* [EXERCISE DIRECTIONS] Exactly as they appear, output all of the entries.

* [RAW DATA]
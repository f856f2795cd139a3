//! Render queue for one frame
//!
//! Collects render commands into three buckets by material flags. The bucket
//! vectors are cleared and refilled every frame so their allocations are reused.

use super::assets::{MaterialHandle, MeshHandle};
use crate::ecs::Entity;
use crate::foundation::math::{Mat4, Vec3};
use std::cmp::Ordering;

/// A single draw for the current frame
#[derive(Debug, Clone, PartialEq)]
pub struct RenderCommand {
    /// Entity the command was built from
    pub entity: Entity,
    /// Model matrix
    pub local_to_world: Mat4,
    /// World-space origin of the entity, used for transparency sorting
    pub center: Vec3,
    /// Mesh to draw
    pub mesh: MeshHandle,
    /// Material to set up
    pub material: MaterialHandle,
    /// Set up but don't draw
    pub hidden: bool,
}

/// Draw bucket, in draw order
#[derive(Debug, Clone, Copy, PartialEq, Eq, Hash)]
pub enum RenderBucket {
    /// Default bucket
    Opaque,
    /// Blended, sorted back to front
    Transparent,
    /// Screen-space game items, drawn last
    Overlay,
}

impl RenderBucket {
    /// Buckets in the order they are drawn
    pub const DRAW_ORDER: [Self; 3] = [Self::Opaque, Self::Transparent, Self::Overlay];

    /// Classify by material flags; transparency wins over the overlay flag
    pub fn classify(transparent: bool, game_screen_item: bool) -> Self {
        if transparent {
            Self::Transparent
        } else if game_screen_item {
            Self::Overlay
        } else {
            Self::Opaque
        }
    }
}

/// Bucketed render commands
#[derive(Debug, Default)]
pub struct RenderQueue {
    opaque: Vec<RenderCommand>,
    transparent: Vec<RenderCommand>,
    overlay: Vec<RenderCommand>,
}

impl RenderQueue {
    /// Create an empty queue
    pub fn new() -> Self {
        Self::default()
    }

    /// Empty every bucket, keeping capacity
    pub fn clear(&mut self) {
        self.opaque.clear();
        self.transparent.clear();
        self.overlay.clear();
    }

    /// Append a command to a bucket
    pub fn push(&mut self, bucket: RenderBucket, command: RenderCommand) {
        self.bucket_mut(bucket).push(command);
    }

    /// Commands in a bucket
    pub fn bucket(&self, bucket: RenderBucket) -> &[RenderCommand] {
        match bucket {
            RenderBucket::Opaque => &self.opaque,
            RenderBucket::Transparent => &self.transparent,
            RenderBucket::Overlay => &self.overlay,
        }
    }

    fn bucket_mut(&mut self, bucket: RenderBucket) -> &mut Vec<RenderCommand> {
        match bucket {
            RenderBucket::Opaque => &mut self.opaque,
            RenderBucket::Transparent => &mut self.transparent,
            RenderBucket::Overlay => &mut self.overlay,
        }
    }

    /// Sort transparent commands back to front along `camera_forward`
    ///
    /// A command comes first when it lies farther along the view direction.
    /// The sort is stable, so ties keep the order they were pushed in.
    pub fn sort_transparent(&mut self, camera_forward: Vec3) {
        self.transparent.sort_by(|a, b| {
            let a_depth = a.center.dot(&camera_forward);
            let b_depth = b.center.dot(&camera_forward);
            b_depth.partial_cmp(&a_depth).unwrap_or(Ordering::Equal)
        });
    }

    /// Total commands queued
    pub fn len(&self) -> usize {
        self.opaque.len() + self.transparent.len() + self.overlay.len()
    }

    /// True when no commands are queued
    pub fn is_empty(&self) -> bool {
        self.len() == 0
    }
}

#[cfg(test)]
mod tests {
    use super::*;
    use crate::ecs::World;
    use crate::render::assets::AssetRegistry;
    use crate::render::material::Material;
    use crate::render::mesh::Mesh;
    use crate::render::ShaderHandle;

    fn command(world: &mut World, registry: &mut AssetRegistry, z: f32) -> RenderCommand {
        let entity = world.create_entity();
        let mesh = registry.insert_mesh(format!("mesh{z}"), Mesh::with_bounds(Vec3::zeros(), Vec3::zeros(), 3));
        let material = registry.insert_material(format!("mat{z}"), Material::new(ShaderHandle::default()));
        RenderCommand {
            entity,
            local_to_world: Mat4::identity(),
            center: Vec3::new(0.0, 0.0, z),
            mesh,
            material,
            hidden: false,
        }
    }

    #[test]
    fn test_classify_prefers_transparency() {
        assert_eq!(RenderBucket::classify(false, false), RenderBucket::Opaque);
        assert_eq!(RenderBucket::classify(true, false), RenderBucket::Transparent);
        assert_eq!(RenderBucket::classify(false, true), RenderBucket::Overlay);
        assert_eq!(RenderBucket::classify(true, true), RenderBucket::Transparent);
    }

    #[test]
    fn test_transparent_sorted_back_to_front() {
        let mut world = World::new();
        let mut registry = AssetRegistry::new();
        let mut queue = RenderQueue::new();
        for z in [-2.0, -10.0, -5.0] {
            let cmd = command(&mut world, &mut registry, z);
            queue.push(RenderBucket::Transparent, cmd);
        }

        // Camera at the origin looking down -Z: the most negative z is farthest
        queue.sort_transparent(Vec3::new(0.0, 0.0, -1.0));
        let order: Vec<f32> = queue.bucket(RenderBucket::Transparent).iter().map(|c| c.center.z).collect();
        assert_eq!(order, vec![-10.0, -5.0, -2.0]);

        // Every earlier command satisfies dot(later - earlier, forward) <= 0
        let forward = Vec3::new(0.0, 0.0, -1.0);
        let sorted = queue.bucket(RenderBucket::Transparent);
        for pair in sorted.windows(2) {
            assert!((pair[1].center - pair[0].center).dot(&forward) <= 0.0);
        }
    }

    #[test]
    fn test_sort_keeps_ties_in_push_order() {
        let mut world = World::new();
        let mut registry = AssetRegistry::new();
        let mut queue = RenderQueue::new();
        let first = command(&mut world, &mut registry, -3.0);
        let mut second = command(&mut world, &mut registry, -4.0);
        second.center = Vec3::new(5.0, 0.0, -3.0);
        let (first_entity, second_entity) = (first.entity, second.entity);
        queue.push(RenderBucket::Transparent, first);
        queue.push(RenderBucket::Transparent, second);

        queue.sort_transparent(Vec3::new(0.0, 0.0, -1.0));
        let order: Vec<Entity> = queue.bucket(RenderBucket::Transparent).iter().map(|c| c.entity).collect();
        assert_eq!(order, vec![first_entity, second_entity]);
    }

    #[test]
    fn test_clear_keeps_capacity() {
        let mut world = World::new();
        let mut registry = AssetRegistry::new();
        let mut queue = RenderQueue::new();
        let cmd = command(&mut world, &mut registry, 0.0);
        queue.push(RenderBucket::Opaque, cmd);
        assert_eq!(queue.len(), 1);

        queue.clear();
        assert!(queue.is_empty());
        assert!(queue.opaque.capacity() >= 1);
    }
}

* [TASK RESULT]
repository f856f2795cd139a3
//! Render queue for one frame
//!
//! Collects render commands into three buckets by material flags. The bucket
//! vectors are cleared and refilled every frame so their allocations are reused.

use super::assets::{MaterialHandle, MeshHandle};
use crate::ecs::Entity;
use crate::foundation::math::{Mat4, Vec3};
use std::cmp::Ordering;

/// A single draw for the current frame
#[derive(Debug, Clone, PartialEq)]
pub struct RenderCommand {
    /// Entity the command was built from
    pub entity: Entity,
    /// Model matrix
    pub local_to_world: Mat4,
    /// World-space origin of the entity, used for transparency sorting
    pub center: Vec3,
    /// Mesh to draw
    pub mesh: MeshHandle,
    /// Material to set up
    pub material: MaterialHandle,
    /// Set up but don't draw
    pub hidden: bool,
}

/// Draw bucket, in draw order
#[derive(Debug, Clone, Copy, PartialEq, Eq, Hash)]
pub enum RenderBucket {
    /// Default bucket
    Opaque,
    /// Blended, sorted back to front
    Transparent,
    /// Screen-space game items, drawn last
    Overlay,
}

impl RenderBucket {
    /// Buckets in the order they are drawn
    pub const DRAW_ORDER: [Self; 3] = [Self::Opaque, Self::Transparent, Self::Overlay];

    /// Classify by material flags; transparency wins over the overlay flag
    pub fn classify(transparent: bool, game_screen_item: bool) -> Self {
        if transparent {
            Self::Transparent
        } else if game_screen_item {
            Self::Overlay
        } else {
            Self::Opaque
        }
    }
}

/// Bucketed render commands
#[derive(Debug, Default)]
pub struct RenderQueue {
    opaque: Vec<RenderCommand>,
    transparent: Vec<RenderCommand>,
    overlay: Vec<RenderCommand>,
}

impl RenderQueue {
    /// Create an empty queue
    pub fn new() -> Self {
        Self::default()
    }

    /// Empty every bucket, keeping capacity
    pub fn clear(&mut self) {
        self.opaque.clear();
        self.transparent.clear();
        self.overlay.clear();
    }

    /// Append a command to a bucket
    pub fn push(&mut self, bucket: RenderBucket, command: RenderCommand) {
        self.bucket_mut(bucket).push(command);
    }

    /// Commands in a bucket
    pub fn bucket(&self, bucket: RenderBucket) -> &[RenderCommand] {
        match bucket {
            RenderBucket::Opaque => &self.opaque,
            RenderBucket::Transparent => &self.transparent,
            RenderBucket::Overlay => &self.overlay,
        }
    }

    fn bucket_mut(&mut self, bucket: RenderBucket) -> &mut Vec<RenderCommand> {
        match bucket {
            RenderBucket::Opaque => &mut self.opaque,
            RenderBucket::Transparent => &mut self.transparent,
            RenderBucket::Overlay => &mut self.overlay,
        }
    }

    /// Sort transparent commands back to front along `camera_forward`
    ///
    /// A command comes first when it lies farther along the view direction.
    /// The sort is stable, so ties keep the order they were pushed in.
    pub fn sort_transparent(&mut self, camera_forward: Vec3) {
        self.transparent.sort_by(|a, b| {
            let a_depth = a.center.dot(&camera_forward);
            let b_depth = b.center.dot(&camera_forward);
            b_depth.partial_cmp(&a_depth).unwrap_or(Ordering::Equal)
        });
    }

    /// Total commands queued
    pub fn len(&self) -> usize {
        self.opaque.len() + self.transparent.len() + self.overlay.len()
    }

    /// True when no commands are queued
    pub fn is_empty(&self) -> bool {
        self.len() == 0
    }
}

#[cfg(test)]
mod tests {
    use super::*;
    use crate::ecs::World;
    use crate::render::assets::AssetRegistry;
    use crate::render::material::Material;
    use crate::render::mesh::Mesh;
    use crate::render::ShaderHandle;

    fn command(world: &mut World, registry: &mut AssetRegistry, z: f32) -> RenderCommand {
        let entity = world.create_entity();
        let mesh = registry.insert_mesh(format!("mesh{z}"), Mesh::with_bounds(Vec3::zeros(), Vec3::zeros(), 3));
        let material = registry.insert_material(format!("mat{z}"), Material::new(ShaderHandle::default()));
        RenderCommand {
            entity,
            local_to_world: Mat4::identity(),
            center: Vec3::new(0.0, 0.0, z),
            mesh,
            material,
            hidden: false,
        }
    }

    #[test]
    fn test_classify_prefers_transparency() {
        assert_eq!(RenderBucket::classify(false, false), RenderBucket::Opaque);
        assert_eq!(RenderBucket::classify(true, false), RenderBucket::Transparent);
        assert_eq!(RenderBucket::classify(false, true), RenderBucket::Overlay);
        assert_eq!(RenderBucket::classify(true, true), RenderBucket::Transparent);
    }

    #[test]
    fn test_transparent_sorted_back_to_front() {
        let mut world = World::new();
        let mut registry = AssetRegistry::new();
        let mut queue = RenderQueue::new();
        for z in [-2.0, -10.0, -5.0] {
            let cmd = command(&mut world, &mut registry, z);
            queue.push(RenderBucket::Transparent, cmd);
        }

        // Camera at the origin looking down -Z: the most negative z is farthest
        queue.sort_transparent(Vec3::new(0.0, 0.0, -1.0));
        let order: Vec<f32> = queue.bucket(RenderBucket::Transparent).iter().map(|c| c.center.z).collect();
        assert_eq!(order, vec![-10.0, -5.0, -2.0]);

        // Every earlier command satisfies dot(later - earlier, forward) <= 0
        let forward = Vec3::new(0.0, 0.0, -1.0);
        let sorted = queue.bucket(RenderBucket::Transparent);
        for pair in sorted.windows(2) {
            assert!((pair[1].center - pair[0].center).dot(&forward) <= 0.0);
        }
    }

    #[test]
    fn test_sort_keeps_ties_in_push_order() {
        let mut world = World::new();
        let mut registry = AssetRegistry::new();
        let mut queue = RenderQueue::new();
        let first = command(&mut world, &mut registry, -3.0);
        let mut second = command(&mut world, &mut registry, -4.0);
        second.center = Vec3::new(5.0, 0.0, -3.0);
        let (first_entity, second_entity) = (first.entity, second.entity);
        queue.push(RenderBucket::Transparent, first);
        queue.push(RenderBucket::Transparent, second);

        queue.sort_transparent(Vec3::new(0.0, 0.0, -1.0));
        let order: Vec<Entity> = queue.bucket(RenderBucket::Transparent).iter().map(|c| c.entity).collect();
        assert_eq!(order, vec![first_entity, second_entity]);
    }

    #[test]
    fn test_clear_keeps_capacity() {
        let mut world = World::new();
        let mut registry = AssetRegistry::new();
        let mut queue = RenderQueue::new();
        let cmd = command(&mut world, &mut registry, 0.0);
        queue.push(RenderBucket::Opaque, cmd);
        assert_eq!(queue.len(), 1);

        queue.clear();
        assert!(queue.is_empty());
        assert!(queue.opaque.capacity() >= 1);
    }
}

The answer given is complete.